(Records provided begins)
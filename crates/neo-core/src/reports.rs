//! Derived physical-consequence and impact-area reports.
//!
//! All reports are immutable snapshots computed on demand; they carry
//! everything the report-rendering collaborator needs.

use serde::{Deserialize, Serialize};

use crate::enums::{DamageZone, InfrastructureKind};

/// Consequences of a body striking the ground, derived from size and speed.
#[derive(Debug, Clone, PartialEq, Serialize, Deserialize)]
#[serde(rename_all = "camelCase")]
pub struct ConsequenceReport {
    pub diameter_m: f64,
    pub velocity_km_s: f64,
    pub kinetic_energy_j: f64,
    pub hiroshima_equivalents: f64,
    pub crater_diameter_km: f64,
    pub earthquake_magnitude: f64,
    pub destruction_radius_km: f64,
    pub benchmark_name: String,
    pub benchmark_description: String,
}

/// Energy readout for the selection dashboard before an impact is triggered.
#[derive(Debug, Clone, Copy, PartialEq, Serialize, Deserialize)]
#[serde(rename_all = "camelCase")]
pub struct EnergyPreview {
    pub velocity_km_s: f64,
    pub kinetic_energy_j: f64,
    pub hiroshima_equivalents: f64,
}

/// Ground damage-zone radii around an impact point (km).
#[derive(Debug, Clone, Copy, PartialEq, Serialize, Deserialize)]
#[serde(rename_all = "camelCase")]
pub struct DamageRadii {
    pub thermal_km: f64,
    pub pressure_km: f64,
    pub shrapnel_km: f64,
}

/// A mapped facility near the impact point.
#[derive(Debug, Clone, PartialEq, Serialize, Deserialize)]
#[serde(rename_all = "camelCase")]
pub struct InfrastructureSite {
    /// Raw tag value (e.g. "hospital", "farmland").
    #[serde(rename = "type")]
    pub site_type: String,
    pub name: String,
    pub lat: f64,
    pub lng: f64,
}

/// A site annotated with its distance from the impact point.
#[derive(Debug, Clone, PartialEq, Serialize, Deserialize)]
#[serde(rename_all = "camelCase")]
pub struct AffectedSite {
    #[serde(flatten)]
    pub site: InfrastructureSite,
    pub kind: InfrastructureKind,
    pub distance_km: f64,
    pub zone: DamageZone,
}

/// Ground-truth infrastructure report for one impact location.
#[derive(Debug, Clone, PartialEq, Serialize, Deserialize)]
#[serde(rename_all = "camelCase")]
pub struct ImpactAreaReport {
    pub latitude: f64,
    pub longitude: f64,
    pub kinetic_energy_joules: f64,
    pub radii: DamageRadii,
    pub search_radius_m: f64,
    pub hospitals_affected: u32,
    pub schools_affected: u32,
    pub industrial_affected: u32,
    pub farmland_affected: u32,
    pub infrastructure: Vec<AffectedSite>,
}
//! Events emitted by the simulation for UI feedback.

use serde::{Deserialize, Serialize};

use crate::enums::AlertLevel;
use crate::reports::ConsequenceReport;

/// Discrete things that happened during a frame.
#[derive(Debug, Clone, PartialEq, Serialize, Deserialize)]
#[serde(tag = "type")]
pub enum SimEvent {
    /// A feed was loaded into the world.
    BodiesLoaded { count: usize, skipped: usize },
    /// A body became the dashboard selection.
    BodySelected { body_id: String },
    /// A descent started.
    ImpactStarted {
        body_id: String,
        velocity_km_s: f64,
        path_points: usize,
    },
    /// The descending body reached the target; report for the UI.
    ImpactArrived {
        body_id: String,
        report: ConsequenceReport,
    },
    /// A descent was cancelled and the body returned to orbit.
    ImpactAborted { body_id: String },
    /// Clock and phase angles were reset.
    SimulationReset,
}

/// Alert for the UI alert queue.
#[derive(Debug, Clone, PartialEq, Serialize, Deserialize)]
pub struct Alert {
    pub level: AlertLevel,
    pub message: String,
    pub frame: u64,
}
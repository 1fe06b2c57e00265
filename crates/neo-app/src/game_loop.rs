//! Frame loop thread: runs the simulation engine and publishes snapshots.
//!
//! The engine is created inside this thread and never leaves it. Commands
//! arrive via an `mpsc` channel. The latest snapshot is stored in shared
//! state for polling from other threads.

use std::sync::mpsc;
use std::sync::{Arc, Mutex};
use std::thread::JoinHandle;
use std::time::{Duration, Instant};

use serde::{Deserialize, Serialize};

use neo_core::commands::SimCommand;
use neo_core::events::{Alert, SimEvent};
use neo_core::state::SimSnapshot;
use neo_sim::SimulationEngine;

use crate::config::RunConfig;
use crate::state::LoopCommand;

#[derive(thiserror::Error, Debug)]
pub enum LoopError {
    #[error("failed to spawn simulation thread: {0}")]
    Spawn(#[from] std::io::Error),

    #[error("simulation loop is already running")]
    AlreadyRunning,

    #[error("simulation loop is not running")]
    NotRunning,

    #[error("simulation loop has stopped accepting commands")]
    Disconnected,

    #[error("simulation thread panicked")]
    Panicked,

    #[error("shared state lock poisoned")]
    Poisoned,
}

/// What happened over a whole run, collected frame by frame.
#[derive(Debug, Clone, Default, Serialize, Deserialize)]
pub struct RunSummary {
    pub frames_run: u64,
    pub events: Vec<SimEvent>,
    pub alerts: Vec<Alert>,
}

impl RunSummary {
    fn record(&mut self, snapshot: &SimSnapshot) {
        self.frames_run += 1;
        self.events.extend(snapshot.events.iter().cloned());
        self.alerts.extend(snapshot.alerts.iter().cloned());
    }
}

/// Spawns the frame loop in a new thread.
///
/// `initial` commands are applied on the first frame, ahead of anything
/// sent over the channel. Returns the command sender and the handle
/// yielding the run summary.
pub fn spawn_sim_loop(
    config: RunConfig,
    initial: Vec<SimCommand>,
    latest_snapshot: Arc<Mutex<Option<SimSnapshot>>>,
) -> Result<(mpsc::Sender<LoopCommand>, JoinHandle<RunSummary>), LoopError> {
    let (cmd_tx, cmd_rx) = mpsc::channel::<LoopCommand>();

    let handle = std::thread::Builder::new()
        .name("neo-sim-loop".into())
        .spawn(move || run_sim_loop(&config, initial, cmd_rx, &latest_snapshot))?;

    Ok((cmd_tx, handle))
}

/// The frame loop. Runs until the frame budget is spent, a Shutdown
/// command arrives, or the channel disconnects.
pub fn run_sim_loop(
    config: &RunConfig,
    initial: Vec<SimCommand>,
    cmd_rx: mpsc::Receiver<LoopCommand>,
    latest_snapshot: &Mutex<Option<SimSnapshot>>,
) -> RunSummary {
    let mut engine = SimulationEngine::new(config.sim.clone());
    engine.queue_commands(initial);
    let mut summary = RunSummary::default();

    let frame_duration = Duration::from_secs_f64(config.frame_delta());
    let mut next_frame_time = Instant::now();
    let mut last_frame = Instant::now();

    loop {
        // 1. Drain all pending commands
        loop {
            match cmd_rx.try_recv() {
                Ok(LoopCommand::Sim(cmd)) => engine.queue_command(cmd),
                Ok(LoopCommand::Shutdown) => return summary,
                Err(mpsc::TryRecvError::Empty) => break,
                Err(mpsc::TryRecvError::Disconnected) => return summary,
            }
        }

        // 2. Scheduled trigger
        if let Some(trigger) = &config.auto_trigger {
            if trigger.at_frame == summary.frames_run {
                engine.queue_command(SimCommand::TriggerImpact {
                    body_id: trigger.body_id.clone(),
                    velocity_km_s: trigger.velocity_km_s,
                });
            }
        }

        // 3. Advance one frame
        let delta = if config.realtime {
            let now = Instant::now();
            let elapsed = now - last_frame;
            last_frame = now;
            elapsed.as_secs_f64()
        } else {
            config.frame_delta()
        };
        let snapshot = engine.tick(delta);
        summary.record(&snapshot);

        // 4. Store latest snapshot for polling
        if let Ok(mut lock) = latest_snapshot.lock() {
            *lock = Some(snapshot);
        }

        if config.frames > 0 && summary.frames_run >= config.frames {
            return summary;
        }

        // 5. Sleep until next frame
        if config.realtime {
            next_frame_time += frame_duration;
            let now = Instant::now();
            if next_frame_time > now {
                std::thread::sleep(next_frame_time - now);
            } else if now - next_frame_time > frame_duration * 2 {
                // Too far behind; skip ahead instead of catching up.
                next_frame_time = now;
            }
        }
    }
}
//! Energy and consequence scaling laws.
//!
//! Inputs are assumed physically sensible (positive diameter and velocity).
//! Validation happens where feed data enters the engine, not here.

use neo_core::constants::*;
use neo_core::reports::{ConsequenceReport, EnergyPreview};

use crate::benchmarks::nearest_benchmark;

/// Mass of a spherical body of the given diameter at asteroid density (kg).
pub fn estimate_mass(diameter_m: f64) -> f64 {
    let radius = diameter_m / 2.0;
    let volume = (4.0 / 3.0) * std::f64::consts::PI * radius.powi(3);
    ASTEROID_DENSITY_KG_M3 * volume
}

/// Kinetic energy at impact (J).
pub fn kinetic_energy(diameter_m: f64, velocity_km_s: f64) -> f64 {
    let mass = estimate_mass(diameter_m);
    let velocity_m_s = velocity_km_s * 1000.0;
    0.5 * mass * velocity_m_s * velocity_m_s
}

/// Energy expressed in megatons of TNT.
pub fn to_megatons(energy_j: f64) -> f64 {
    energy_j / JOULES_PER_MEGATON
}

/// Final crater diameter (km): 0.074 * Mt^0.29.
pub fn crater_diameter_km(energy_j: f64) -> f64 {
    0.074 * to_megatons(energy_j).powf(0.29)
}

/// Richter-like magnitude of the induced ground shaking.
///
/// Only `SEISMIC_EFFICIENCY` of the energy is assumed to become seismic
/// energy, then `M = (log10(Es) - 4.8) / 1.5`. This is an approximation,
/// not a physical derivation.
pub fn earthquake_magnitude(energy_j: f64) -> f64 {
    let seismic_energy = energy_j * SEISMIC_EFFICIENCY;
    (seismic_energy.log10() - 4.8) / 1.5
}

/// Radius of severe blast destruction (km): 1.4 * Mt^(1/3).
pub fn destruction_radius_km(energy_j: f64) -> f64 {
    1.4 * to_megatons(energy_j).cbrt()
}

/// Energy in units of the Hiroshima bomb yield.
pub fn hiroshima_equivalents(energy_j: f64) -> f64 {
    energy_j / HIROSHIMA_JOULES
}

/// Dashboard readout for a body at a chosen velocity.
pub fn energy_preview(diameter_m: f64, velocity_km_s: f64) -> EnergyPreview {
    let kinetic_energy_j = kinetic_energy(diameter_m, velocity_km_s);
    EnergyPreview {
        velocity_km_s,
        kinetic_energy_j,
        hiroshima_equivalents: hiroshima_equivalents(kinetic_energy_j),
    }
}

/// Full consequence report for a (diameter, velocity) pair.
pub fn consequence_report(diameter_m: f64, velocity_km_s: f64) -> ConsequenceReport {
    let energy = kinetic_energy(diameter_m, velocity_km_s);
    let benchmark = nearest_benchmark(energy);

    ConsequenceReport {
        diameter_m,
        velocity_km_s,
        kinetic_energy_j: energy,
        hiroshima_equivalents: hiroshima_equivalents(energy),
        crater_diameter_km: crater_diameter_km(energy),
        earthquake_magnitude: earthquake_magnitude(energy),
        destruction_radius_km: destruction_radius_km(energy),
        benchmark_name: benchmark.name.to_string(),
        benchmark_description: benchmark.description.to_string(),
    }
}
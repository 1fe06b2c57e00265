//! Stylized hyperbolic flyby model.
//!
//! Positions come from the polar equation of a hyperbola with the focus at
//! the origin. This is a visual model, not an orbit propagator: there is no
//! gravity and no time-of-flight relation, just a phase angle swept by the
//! clock.

use neo_core::components::OrbitElements;
use neo_core::constants::{ASYMPTOTE_MARGIN, VISIBILITY_BOUND};
use neo_core::types::Point3;

/// Largest |true anomaly| used for sampling and traversal.
///
/// The asymptote sits at acos(-1/e); the margin keeps the arc short of it.
pub fn max_angle(eccentricity: f64) -> f64 {
    (-1.0 / eccentricity).acos() * ASYMPTOTE_MARGIN
}

/// Radial distance r = p(1+e) / (1 + e cos(theta)).
pub fn radial_distance(true_anomaly: f64, periapsis: f64, eccentricity: f64) -> f64 {
    periapsis * (1.0 + eccentricity) / (1.0 + eccentricity * true_anomaly.cos())
}

/// Scene position for a phase angle, or `None` once the angle has left the
/// physical branch of the hyperbola (negative or non-finite radius).
///
/// The in-plane point is tilted by inclination about the x axis first,
/// then turned by the orbit rotation about the polar (y) axis. The two
/// rotations do not commute.
pub fn hyperbolic_position(
    true_anomaly: f64,
    periapsis: f64,
    eccentricity: f64,
    rotation: f64,
    inclination: f64,
) -> Option<Point3> {
    let r = radial_distance(true_anomaly, periapsis, eccentricity);
    if r < 0.0 || !r.is_finite() {
        return None;
    }

    let x = r * true_anomaly.cos();
    let z = r * true_anomaly.sin();

    // Inclination about the line of nodes (x axis); in-plane y is zero.
    let (sin_inc, cos_inc) = inclination.sin_cos();
    let y = -z * sin_inc;
    let z = z * cos_inc;

    // Orbit-plane rotation about the polar axis.
    let (sin_rot, cos_rot) = rotation.sin_cos();
    let final_x = x * cos_rot - z * sin_rot;
    let final_z = x * sin_rot + z * cos_rot;

    Some(Point3::new(final_x, y, final_z))
}

/// `hyperbolic_position` for a body's elements.
pub fn position(true_anomaly: f64, elements: &OrbitElements) -> Option<Point3> {
    hyperbolic_position(
        true_anomaly,
        elements.periapsis,
        elements.eccentricity,
        elements.rotation,
        elements.inclination,
    )
}

/// Sample the visible arc for drawing.
///
/// Samples `segments + 1` angles evenly over [-maxAngle, +maxAngle], keeping
/// only defined points inside the visibility bound, in order. A result with
/// fewer than two points means there is no curve to draw; that is a normal
/// outcome for near-degenerate parameter draws.
pub fn trajectory_curve(elements: &OrbitElements, segments: usize) -> Vec<Point3> {
    if segments == 0 {
        return Vec::new();
    }
    let limit = max_angle(elements.eccentricity);

    (0..=segments)
        .filter_map(|i| {
            let t = i as f64 / segments as f64;
            let angle = -limit + t * 2.0 * limit;
            position(angle, elements)
        })
        .filter(|p| p.is_finite() && p.length() < VISIBILITY_BOUND)
        .collect()
}
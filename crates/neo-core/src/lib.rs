//! Core types and definitions for the NEO impact simulator.
//!
//! This crate defines the vocabulary shared across all other crates:
//! components, commands, snapshots, reports, events, and constants.
//! It has no dependency on the ECS or any runtime framework.

pub mod commands;
pub mod components;
pub mod constants;
pub mod enums;
pub mod events;
pub mod reports;
pub mod state;
pub mod types;
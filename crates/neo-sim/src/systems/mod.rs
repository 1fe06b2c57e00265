//! ECS systems that operate on the simulation world each frame.
//!
//! Systems are pure functions that take `&mut World` (or `&World` for read-only).
//! They do not own state; all state lives in components.

pub mod orbit_motion;
pub mod snapshot;
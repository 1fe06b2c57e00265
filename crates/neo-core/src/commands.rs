//! User commands sent from the frontend to the simulation.
//!
//! Commands are queued and applied at the next frame boundary.

use serde::{Deserialize, Serialize};

use crate::types::NeoRecord;

/// All possible user actions.
#[derive(Debug, Clone, Serialize, Deserialize)]
#[serde(tag = "type")]
pub enum SimCommand {
    // --- Feed ---
    /// Replace the live body set with bodies built from feed records.
    LoadFeed { records: Vec<NeoRecord> },

    // --- Selection ---
    /// Select a body for the dashboard.
    SelectBody { body_id: String },
    /// Clear the current selection.
    Deselect,

    // --- Impact ---
    /// Send a body on a descent toward the target at the given velocity.
    TriggerImpact { body_id: String, velocity_km_s: f64 },

    // --- Time control ---
    /// Set time scale (1.0 = normal). Must be finite and positive.
    SetTimeScale { scale: f64 },
    /// Pause or resume the orbital clock.
    SetPaused { paused: bool },
    /// Zero the clock and return every body to its initial phase angle.
    Reset,
}
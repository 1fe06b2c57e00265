//! Historical impact events used to put an energy figure in context.

use neo_core::constants::{JOULES_PER_KILOTON, JOULES_PER_MEGATON};

/// A named historical event and its estimated energy release.
#[derive(Debug, Clone, Copy, PartialEq)]
pub struct Benchmark {
    pub name: &'static str,
    pub description: &'static str,
    pub energy_j: f64,
}

/// Fixed benchmark table. Order matters: ties resolve to the earlier entry.
pub const BENCHMARKS: [Benchmark; 4] = [
    Benchmark {
        name: "Chelyabinsk (2013)",
        description: "Shattered windows, 1,500 injured",
        energy_j: 500.0 * JOULES_PER_KILOTON,
    },
    Benchmark {
        name: "Tunguska (1908)",
        description: "Flattened 2,000 km2 of forest",
        energy_j: 15.0 * JOULES_PER_MEGATON,
    },
    Benchmark {
        name: "Meteor Crater (50,000 ya)",
        description: "1.2 km crater in Arizona",
        energy_j: 10.0 * JOULES_PER_MEGATON,
    },
    Benchmark {
        name: "Chicxulub (66 Ma)",
        description: "Mass extinction event",
        energy_j: 1e8 * JOULES_PER_MEGATON,
    },
];

/// The benchmark closest to `energy_j` on a log10 scale.
pub fn nearest_benchmark(energy_j: f64) -> &'static Benchmark {
    let log_energy = energy_j.log10();
    let mut closest = &BENCHMARKS[0];
    let mut closest_diff = (log_energy - closest.energy_j.log10()).abs();

    for benchmark in &BENCHMARKS[1..] {
        let diff = (log_energy - benchmark.energy_j.log10()).abs();
        if diff < closest_diff {
            closest = benchmark;
            closest_diff = diff;
        }
    }
    closest
}
//! Simulation engine for the NEO impact simulator.
//!
//! Owns the hecs ECS world of near-Earth objects, advances their flyby
//! arcs on a pausable, rescalable clock, scripts impact descents, and
//! produces `SimSnapshot`s for the frontend.

pub mod animator;
pub mod clock;
pub mod engine;
pub mod impact_path;
pub mod orbit;
pub mod systems;
pub mod world_setup;

pub use engine::{SimConfig, SimulationEngine};
pub use neo_core as core;

#[cfg(test)]
mod proptest_orbit;
//! Run configuration for the headless runner.

use std::fs;
use std::path::{Path, PathBuf};

use serde::{Deserialize, Serialize};

use neo_sim::SimConfig;

#[derive(thiserror::Error, Debug)]
pub enum ConfigError {
    #[error("failed to read config {}: {source}", .path.display())]
    Io {
        path: PathBuf,
        #[source]
        source: std::io::Error,
    },

    #[error("invalid config JSON: {0}")]
    Json(#[from] serde_json::Error),

    #[error("invalid frame rate: {0} (must be positive)")]
    InvalidFrameRate(u32),

    #[error("invalid auto-trigger velocity: {0} km/s (must be positive and finite)")]
    InvalidVelocity(f64),
}

/// Send one body on a descent at a given frame.
#[derive(Debug, Clone, PartialEq, Serialize, Deserialize)]
pub struct AutoTrigger {
    pub body_id: String,
    pub velocity_km_s: f64,
    /// Frame at which the trigger is queued (0 = first frame).
    #[serde(default)]
    pub at_frame: u64,
}

/// Everything the runner needs besides the feed itself.
#[derive(Debug, Clone, PartialEq, Serialize, Deserialize)]
#[serde(default)]
pub struct RunConfig {
    pub sim: SimConfig,
    /// Frames per second of the loop.
    pub frame_rate: u32,
    /// Frames to run before stopping; 0 runs until shut down.
    pub frames: u64,
    /// Pace frames against the wall clock and feed the engine measured
    /// deltas. Otherwise every frame gets exactly `1 / frame_rate`.
    pub realtime: bool,
    pub auto_trigger: Option<AutoTrigger>,
}

impl Default for RunConfig {
    fn default() -> Self {
        Self {
            sim: SimConfig::default(),
            frame_rate: 60,
            frames: 600,
            realtime: false,
            auto_trigger: None,
        }
    }
}

impl RunConfig {
    pub fn load(path: impl AsRef<Path>) -> Result<Self, ConfigError> {
        let path = path.as_ref();
        let text = fs::read_to_string(path).map_err(|source| ConfigError::Io {
            path: path.to_path_buf(),
            source,
        })?;
        Self::from_json(&text)
    }

    pub fn from_json(text: &str) -> Result<Self, ConfigError> {
        let config: RunConfig = serde_json::from_str(text)?;
        config.validate()?;
        Ok(config)
    }

    pub fn validate(&self) -> Result<(), ConfigError> {
        if self.frame_rate == 0 {
            return Err(ConfigError::InvalidFrameRate(self.frame_rate));
        }
        if let Some(trigger) = &self.auto_trigger {
            if !trigger.velocity_km_s.is_finite() || trigger.velocity_km_s <= 0.0 {
                return Err(ConfigError::InvalidVelocity(trigger.velocity_km_s));
            }
        }
        Ok(())
    }

    /// Nominal seconds per frame.
    pub fn frame_delta(&self) -> f64 {
        1.0 / f64::from(self.frame_rate.max(1))
    }
}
(Records provided ends)
■ Required work: Find the word "axis" in the entries above, then copy each line that holds it.

■ Solution for this exercise:
/// The in-plane point is tilted by inclination about the x axis first,
/// then turned by the orbit rotation about the polar (y) axis. The two
    // Inclination about the line of nodes (x axis); in-plane y is zero.
    // Orbit-plane rotation about the polar axis.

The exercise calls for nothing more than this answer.